The show started as “quite a small idea” developed by Neil Crombie at Swan Films, who had worked on all of Grayson Perry’s previous TV programmes. By halfway through series 1, the public’s enormous response to the show, which is co-presented by Perry’s wife, Philippa, was clear: 10,000 people sent in their artwork made during lockdown to be appraised by the cross-­dressing potter. There has also been a hugely popular exhibition based on the show, staged first at Manchester Art Gallery and now at Bristol Museum & Art Gallery.

Art Club grew beyond a TV show.… It started to ask lots of other questions about what arts TV is for and how it can help us, and where we go from here.

“That can sound a bit pretentious, but it genuinely did help a lot of people who were struggling in lockdown. It felt like we were unwrapping lots of feelings and shared experiences that felt new.”

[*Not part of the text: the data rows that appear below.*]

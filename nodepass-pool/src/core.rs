use std::collections::{HashMap, VecDeque};
use std::future::Future;
use std::io;
use std::pin::Pin;
use std::sync::atomic::{AtomicBool, AtomicUsize, Ordering};
use std::sync::{Arc, Mutex};
use std::time::Duration;

use nodepass_shared::FlowId;
use tokio::net::TcpStream;
use tokio::sync::Notify;
use tracing::debug;

pub type DialFuture = Pin<Box<dyn Future<Output = io::Result<TcpStream>> + Send>>;

/// `poolMin`/`poolMax`/`poolIntervalMin`/`poolIntervalMax` (§3).
#[derive(Debug, Clone, Copy)]
pub struct PoolConfig {
    pub min: usize,
    pub max: usize,
    pub interval_min: Duration,
    pub interval_max: Duration,
}

struct Ledger {
    idle: HashMap<FlowId, TcpStream>,
    order: VecDeque<FlowId>,
}

/// Shared state and adaptive-capacity manager used by both [`crate::ClientPool`]
/// and [`crate::ServerPool`] (§4.2).
pub struct PoolCore {
    ledger: Mutex<Ledger>,
    capacity: AtomicUsize,
    min: usize,
    max: usize,
    interval_min: Duration,
    interval_max: Duration,
    attempts: AtomicUsize,
    successes: AtomicUsize,
    consecutive_failures: AtomicUsize,
    closed: AtomicBool,
    notify: Notify,
}

impl PoolCore {
    pub fn new(cfg: PoolConfig) -> Arc<Self> {
        Arc::new(Self {
            ledger: Mutex::new(Ledger {
                idle: HashMap::new(),
                order: VecDeque::new(),
            }),
            capacity: AtomicUsize::new(cfg.min),
            min: cfg.min,
            max: cfg.max,
            interval_min: cfg.interval_min,
            interval_max: cfg.interval_max,
            attempts: AtomicUsize::new(0),
            successes: AtomicUsize::new(0),
            consecutive_failures: AtomicUsize::new(0),
            closed: AtomicBool::new(false),
            notify: Notify::new(),
        })
    }

    pub fn ready(&self) -> bool {
        !self.ledger.lock().expect("lock poisoned").idle.is_empty()
    }

    pub fn active(&self) -> usize {
        self.ledger.lock().expect("lock poisoned").idle.len()
    }

    pub fn capacity(&self) -> usize {
        self.capacity.load(Ordering::Relaxed)
    }

    pub fn is_closed(&self) -> bool {
        self.closed.load(Ordering::Relaxed)
    }

    /// Inserts a freshly produced idle entry, unless the pool is at or over
    /// capacity or closed.
    pub fn try_insert(&self, id: FlowId, conn: TcpStream) -> bool {
        if self.is_closed() {
            return false;
        }
        let mut ledger = self.ledger.lock().expect("lock poisoned");
        if ledger.idle.len() >= self.capacity() {
            return false;
        }
        ledger.order.push_back(id.clone());
        ledger.idle.insert(id, conn);
        self.notify.notify_waiters();
        true
    }

    /// `ClientGet(id)` (§4.2): removes and returns the matching entry exactly
    /// once; absent ids increment the error counter (§7 PoolDepletion).
    pub fn get_by_id(&self, id: &FlowId) -> Option<TcpStream> {
        let mut ledger = self.ledger.lock().expect("lock poisoned");
        let conn = ledger.idle.remove(id);
        if conn.is_some() {
            ledger.order.retain(|x| x != id);
        }
        conn
    }

    /// `ServerGet()` (§4.2): pops the next available `(id, conn)`.
    pub fn pop_next(&self) -> Option<(FlowId, TcpStream)> {
        let mut ledger = self.ledger.lock().expect("lock poisoned");
        let id = ledger.order.pop_front()?;
        let conn = ledger.idle.remove(&id)?;
        Some((id, conn))
    }

    pub fn peek_any_id(&self) -> Option<FlowId> {
        self.ledger.lock().expect("lock poisoned").order.front().cloned()
    }

    /// `Flush()`: close and discard all idle entries.
    pub fn flush(&self) {
        let mut ledger = self.ledger.lock().expect("lock poisoned");
        debug!(dropped = ledger.idle.len(), "flushing idle pool entries");
        ledger.idle.clear();
        ledger.order.clear();
    }

    /// `Close()`: `Flush` plus stop producers.
    pub fn close(&self) {
        self.closed.store(true, Ordering::Relaxed);
        self.flush();
        self.notify.notify_waiters();
    }

    pub fn record_attempt(&self, success: bool) {
        self.attempts.fetch_add(1, Ordering::Relaxed);
        if success {
            self.successes.fetch_add(1, Ordering::Relaxed);
            self.consecutive_failures.store(0, Ordering::Relaxed);
        } else {
            self.consecutive_failures.fetch_add(1, Ordering::Relaxed);
        }
    }

    /// Persistent failure shrinks capacity and triggers a flush (§4.2
    /// "Failures").
    pub fn consecutive_failures_exceed_third(&self) -> bool {
        self.consecutive_failures.load(Ordering::Relaxed) * 3 > self.capacity().max(1)
    }

    /// Adaptive interval for the producer loop: long sleep when idle is near
    /// full, short sleep when depleted, clamped to `[interval_min,
    /// interval_max]` (§4.2).
    pub fn next_production_interval(&self) -> Duration {
        let cap = self.capacity().max(1);
        let idle = self.active();
        let fullness = idle as f64 / cap as f64;
        let span = self.interval_max.saturating_sub(self.interval_min);
        let scaled = span.mul_f64(fullness.clamp(0.0, 1.0));
        (self.interval_min + scaled).clamp(self.interval_min, self.interval_max)
    }

    /// One manager tick: measure the success/use ratio over the window
    /// accumulated since the last tick, nudge capacity by at most one step
    /// towards `poolMin`/`poolMax`, then reset the window.
    fn manager_tick(&self) {
        let attempts = self.attempts.swap(0, Ordering::Relaxed);
        let successes = self.successes.swap(0, Ordering::Relaxed);

        if attempts == 0 {
            return;
        }

        let ratio = successes as f64 / attempts as f64;
        let current = self.capacity();
        let next = if ratio < 0.20 {
            current.saturating_sub(1).max(self.min)
        } else if ratio > 0.80 {
            (current + 1).min(self.max)
        } else {
            current
        };

        if next != current {
            self.capacity.store(next, Ordering::Relaxed);
            debug!(ratio, previous = current, capacity = next, "pool capacity adjusted");
        }
    }

    pub fn spawn_manager(self: &Arc<Self>) -> tokio::task::JoinHandle<()> {
        let core = self.clone();
        tokio::spawn(async move {
            loop {
                if core.is_closed() {
                    return;
                }
                tokio::time::sleep(core.interval_max).await;
                if core.is_closed() {
                    return;
                }
                core.manager_tick();
            }
        })
    }
}

/// The operations common to [`crate::ClientPool`] and [`crate::ServerPool`]
/// (§4.2 "Common operations").
pub trait PoolHandle {
    fn core(&self) -> &Arc<PoolCore>;

    fn ready(&self) -> bool {
        self.core().ready()
    }

    fn active(&self) -> usize {
        self.core().active()
    }

    fn capacity(&self) -> usize {
        self.core().capacity()
    }

    fn flush_sync(&self) {
        self.core().flush();
    }
}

She added: “When you ask, ‘Is it a golden period for TV arts?’, I think it is a golden period for how we think about art and TV in art. It’s an interesting challenge. We’ll all have to try and come up with some answers.” Nahal promised “some amazing shows that will tell us profound things about what we’ve been through”, as (hopefully) the worst of the health crisis in the UK moved into the rear-view mirror.

At the BBC, commissioning editor Mark Bell said that arts documentaries could themselves be an art form. He recalled being inspired to work in TV after seeing such programmes as the 1996 Arena classic The Burger and the King, the inventive film that examined Elvis Presley’s addiction to junk food.

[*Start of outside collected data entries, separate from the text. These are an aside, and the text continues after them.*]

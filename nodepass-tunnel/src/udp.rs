//! UDP datagram relay (§4.4). Each relay carries exactly one request/response
//! pair; no session state survives past the pair.

use std::net::SocketAddr;
use std::time::Duration;

use tokio::io::{AsyncReadExt, AsyncWriteExt};
use tokio::net::{TcpStream, UdpSocket};
use tokio::time::timeout;

/// `(bytes_to_peer, bytes_from_peer)`, mirroring the TCP exchange's
/// direction-tagged counters so both feed the same `TRAFFIC_STATS` shape.
pub type RelayResult = (u64, u64);

/// Server path (§4.4): a datagram already read from the target socket is
/// forwarded over `data_conn`; the first reply read back within
/// `read_timeout` is written back to `reply_to` on `target_socket`.
pub async fn relay_server_side(
    target_socket: &UdpSocket,
    data_conn: &mut TcpStream,
    datagram: &[u8],
    reply_to: SocketAddr,
    buf_size: usize,
    read_timeout: Duration,
) -> std::io::Result<RelayResult> {
    data_conn.write_all(datagram).await?;
    let bytes_to_peer = datagram.len() as u64;

    let mut buf = vec![0u8; buf_size];
    let read = timeout(read_timeout, data_conn.read(&mut buf)).await??;
    let bytes_from_peer = read as u64;

    if read > 0 {
        target_socket.send_to(&buf[..read], reply_to).await?;
    }

    Ok((bytes_to_peer, bytes_from_peer))
}

/// Client path (§4.4): on a launch signal, read the first datagram off
/// `data_conn`, dial the local UDP target (`dial_timeout`), exchange one
/// request/response pair, and write the reply back onto `data_conn`.
pub async fn relay_client_side(
    data_conn: &mut TcpStream,
    target_addr: SocketAddr,
    buf_size: usize,
    dial_timeout: Duration,
    read_timeout: Duration,
) -> std::io::Result<RelayResult> {
    let mut buf = vec![0u8; buf_size];
    let read = data_conn.read(&mut buf).await?;
    let bytes_from_peer = read as u64;

    let local = if target_addr.is_ipv4() { "0.0.0.0:0" } else { "[::]:0" };
    let socket = timeout(dial_timeout, UdpSocket::bind(local)).await??;
    socket.connect(target_addr).await?;
    socket.send(&buf[..read]).await?;

    let mut reply = vec![0u8; buf_size];
    let reply_len = timeout(read_timeout, socket.recv(&mut reply)).await??;
    let bytes_to_peer = reply_len as u64;

    if reply_len > 0 {
        data_conn.write_all(&reply[..reply_len]).await?;
    }

    Ok((bytes_to_peer, bytes_from_peer))
}

#[cfg(test)]
mod tests {
    use super::*;
    use tokio::net::TcpListener;

    #[tokio::test(flavor = "multi_thread")]
    async fn client_side_relay_round_trips_through_local_target() {
        // Local UDP target: echoes [0xAA] for any incoming datagram (S2).
        let target = UdpSocket::bind("127.0.0.1:0").await.unwrap();
        let target_addr = target.local_addr().unwrap();
        let target_task = tokio::spawn(async move {
            let mut buf = [0u8; 16];
            let (n, peer) = target.recv_from(&mut buf).await.unwrap();
            assert_eq!(&buf[..n], &[0x01, 0x02, 0x03]);
            target.send_to(&[0xAA], peer).await.unwrap();
        });

        // Stand-in data connection: a loopback TCP pair carrying the
        // request datagram, then receiving the reply.
        let listener = TcpListener::bind("127.0.0.1:0").await.unwrap();
        let addr = listener.local_addr().unwrap();
        let peer_task = tokio::spawn(async move {
            let (mut conn, _) = listener.accept().await.unwrap();
            conn.write_all(&[0x01, 0x02, 0x03]).await.unwrap();
            let mut reply = [0u8; 1];
            conn.read_exact(&mut reply).await.unwrap();
            reply
        });

        let mut data_conn = TcpStream::connect(addr).await.unwrap();
        let (to_peer, from_peer) = relay_client_side(
            &mut data_conn,
            target_addr,
            2048,
            Duration::from_secs(1),
            Duration::from_secs(1),
        )
        .await
        .unwrap();
        assert_eq!(from_peer, 3);
        assert_eq!(to_peer, 1);

        target_task.await.unwrap();
        let reply = peer_task.await.unwrap();
        assert_eq!(reply, [0xAA]);
    }
}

He said: “TV arts programmes are more than a conduit between the arts and the audience. Television-makers do something quite special. Television is an art form… and, at its best, what it does is to make a case for the arts, it humanises the arts and does all sorts of different things in different ways that electrify the arts in an almost alchemical way.”

But with BBC Four – once a beacon for arts programmes – strapped for cash, the corporation’s priorities in the cultural arena are evolving. As Marlow pointed out, it’s a long way from the days of The Late Show, the eclectic five-nights-a-week, post-11:00pm BBC Two arts magazine hosted by the likes of Tracey MacLeod and Michael Ignatieff in the 1990s.

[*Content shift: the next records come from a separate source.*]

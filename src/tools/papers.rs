// src/tools/papers.rs — Semantic Scholar paper search

use std::time::Duration;

use serde::{Deserialize, Serialize};

use crate::infra::errors::DevflowError;

const SEMANTIC_SCHOLAR_URL: &str = "https://api.semanticscholar.org/graph/v1";
const MIN_CITATION_COUNT: u32 = 3;
const MAX_SEARCH_LIMIT: usize = 100;
const FIELDS: &str = "title,abstract,year,citationCount,url,authors,openAccessPdf";
const SOURCE_ID: &str = "semantic-scholar";

#[derive(Debug, Clone, PartialEq, Serialize, Deserialize)]
#[serde(rename_all = "camelCase")]
pub struct Paper {
    #[serde(default)]
    pub paper_id: String,
    #[serde(default)]
    pub title: String,
    #[serde(default, rename = "abstract")]
    pub abstract_text: Option<String>,
    #[serde(default)]
    pub year: Option<u32>,
    #[serde(default)]
    pub citation_count: Option<u64>,
    #[serde(default)]
    pub url: Option<String>,
    #[serde(default)]
    pub authors: Vec<Author>,
    #[serde(default)]
    pub open_access_pdf: Option<OpenAccessPdf>,
}

#[derive(Debug, Clone, PartialEq, Serialize, Deserialize)]
pub struct Author {
    #[serde(default)]
    pub name: String,
}

#[derive(Debug, Clone, PartialEq, Serialize, Deserialize)]
pub struct OpenAccessPdf {
    #[serde(default)]
    pub url: Option<String>,
}

impl Paper {
    /// One-line listing: title, year, citations, first author.
    pub fn summary_line(&self) -> String {
        let year = self.year.map(|y| y.to_string()).unwrap_or_else(|| "n.d.".into());
        let author = self
            .authors
            .first()
            .map(|a| a.name.as_str())
            .unwrap_or("unknown");
        let etal = if self.authors.len() > 1 { " et al." } else { "" };
        format!(
            "{} ({}, {}{}, {} citations)",
            self.title,
            year,
            author,
            etal,
            self.citation_count.unwrap_or(0)
        )
    }
}

#[derive(Debug, Deserialize)]
struct SearchResponse {
    #[serde(default)]
    data: Vec<Paper>,
}

pub struct PaperSearcher {
    client: reqwest::Client,
    base_url: String,
}

impl Default for PaperSearcher {
    fn default() -> Self {
        Self::new()
    }
}

impl PaperSearcher {
    pub fn new() -> Self {
        Self::with_base_url(SEMANTIC_SCHOLAR_URL)
    }

    pub fn with_base_url(base_url: impl Into<String>) -> Self {
        let client = reqwest::Client::builder()
            .timeout(Duration::from_secs(30))
            .build()
            .unwrap_or_else(|_| reqwest::Client::new());
        Self {
            client,
            base_url: base_url.into(),
        }
    }

    /// Open-access papers with at least three citations matching `query`.
    /// Single attempt, no retry.
    pub async fn search_papers(&self, query: &str, top_n: usize) -> Result<Vec<Paper>, DevflowError> {
        let limit = search_limit(top_n).to_string();
        let min_citations = MIN_CITATION_COUNT.to_string();

        let response = self
            .client
            .get(format!("{}/paper/search", self.base_url))
            .query(&[
                ("query", query),
                ("limit", limit.as_str()),
                ("minCitationCount", min_citations.as_str()),
                ("openAccessPdf", ""),
                ("fields", FIELDS),
            ])
            .send()
            .await
            .map_err(|e| DevflowError::Provider {
                provider: SOURCE_ID.into(),
                message: e.to_string(),
                retriable: e.is_timeout() || e.is_connect(),
            })?;

        let status = response.status();
        if status == reqwest::StatusCode::TOO_MANY_REQUESTS {
            return Err(DevflowError::RateLimited {
                provider: SOURCE_ID.into(),
                retry_after_ms: 0,
            });
        }
        if !status.is_success() {
            let body = response.text().await.unwrap_or_default();
            return Err(DevflowError::Provider {
                provider: SOURCE_ID.into(),
                message: format!("HTTP {}: {}", status, body),
                retriable: status.is_server_error(),
            });
        }

        let body = response.text().await.map_err(|e| DevflowError::Provider {
            provider: SOURCE_ID.into(),
            message: e.to_string(),
            retriable: false,
        })?;
        let papers = parse_search_response(&body)?;
        tracing::debug!(query, found = papers.len(), "Paper search complete");
        Ok(papers.into_iter().take(top_n).collect())
    }
}

fn parse_search_response(body: &str) -> Result<Vec<Paper>, DevflowError> {
    let parsed: SearchResponse = serde_json::from_str(body).map_err(|e| DevflowError::Provider {
        provider: SOURCE_ID.into(),
        message: format!("Failed to parse response: {}", e),
        retriable: false,
    })?;
    Ok(parsed.data)
}

/// The search API accepts 1..=100 results per page.
fn search_limit(top_n: usize) -> usize {
    top_n.clamp(1, MAX_SEARCH_LIMIT)
}

#[cfg(test)]
mod tests {
    use super::*;
    use pretty_assertions::assert_eq;

    const BODY: &str = r#"{
        "total": 2,
        "offset": 0,
        "data": [
            {
                "paperId": "abc",
                "title": "Attention Is All You Need",
                "abstract": "Transformers.",
                "year": 2017,
                "citationCount": 100000,
                "url": "https://example.org/abc",
                "authors": [{"authorId": "1", "name": "Ashish Vaswani"}, {"authorId": "2", "name": "Noam Shazeer"}],
                "openAccessPdf": {"url": "https://example.org/abc.pdf", "status": "GREEN"}
            },
            {"paperId": "def", "title": "Untitled", "abstract": null}
        ]
    }"#;

    #[test]
    fn test_parse_search_response() {
        let papers = parse_search_response(BODY).unwrap();
        assert_eq!(papers.len(), 2);
        assert_eq!(papers[0].paper_id, "abc");
        assert_eq!(papers[0].abstract_text.as_deref(), Some("Transformers."));
        assert_eq!(
            papers[0].open_access_pdf.as_ref().and_then(|p| p.url.as_deref()),
            Some("https://example.org/abc.pdf")
        );
        assert!(papers[1].abstract_text.is_none());
        assert!(papers[1].authors.is_empty());
    }

    #[test]
    fn test_parse_empty_and_invalid() {
        assert!(parse_search_response(r#"{"total": 0}"#).unwrap().is_empty());
        assert!(parse_search_response("not json").is_err());
    }

    #[test]
    fn test_summary_line() {
        let papers = parse_search_response(BODY).unwrap();
        assert_eq!(
            papers[0].summary_line(),
            "Attention Is All You Need (2017, Ashish Vaswani et al., 100000 citations)"
        );
        assert_eq!(papers[1].summary_line(), "Untitled (n.d., unknown, 0 citations)");
    }

    #[test]
    fn test_search_limit_clamped() {
        assert_eq!(search_limit(0), 1);
        assert_eq!(search_limit(10), 10);
        assert_eq!(search_limit(100), 100);
        assert_eq!(search_limit(500), 100);
    }
}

“Nowadays, we’re more focused on iPlayer than channels and we’re working out how best to deliver that,” explained Bell. “When you look at the audiences that keep coming back to BBC One, a programme such as Fake or Fortune? does very well. It’s a programme that isn’t a pure arts programme in the traditional sense but brings television storytelling to stories about art. At the other end of the range are pure arts documentaries driven by artists or about artists. I think it is about doing a range of things.”

Yet, even in an on-demand age, the linear-TV window remains important for arts TV, as Art Club demonstrated. “The thing I loved the most about Grayson’s Art Club was that it was on at 8:00pm on a weekday night and, for those who loved it, it was an event,” said Nahal.

“We’d get over 1 million people tweeting while they watched it and chatting to one another on Facebook. It was appointment to view. To me, it felt amazing to have an arts programme work at 8:00pm. It was something that we at Channel 4 hadn’t done for a long time.” Bell concurred: “I agree with Shaminder that broadcast is still the main event. Without the broadcast it’s just a drop.”

Report by Steve Clarke. ‘Are we living through a golden age of arts on TV?’ was an RTS event held in central London on 17 Novem­ber. The producer was Phil Barnes.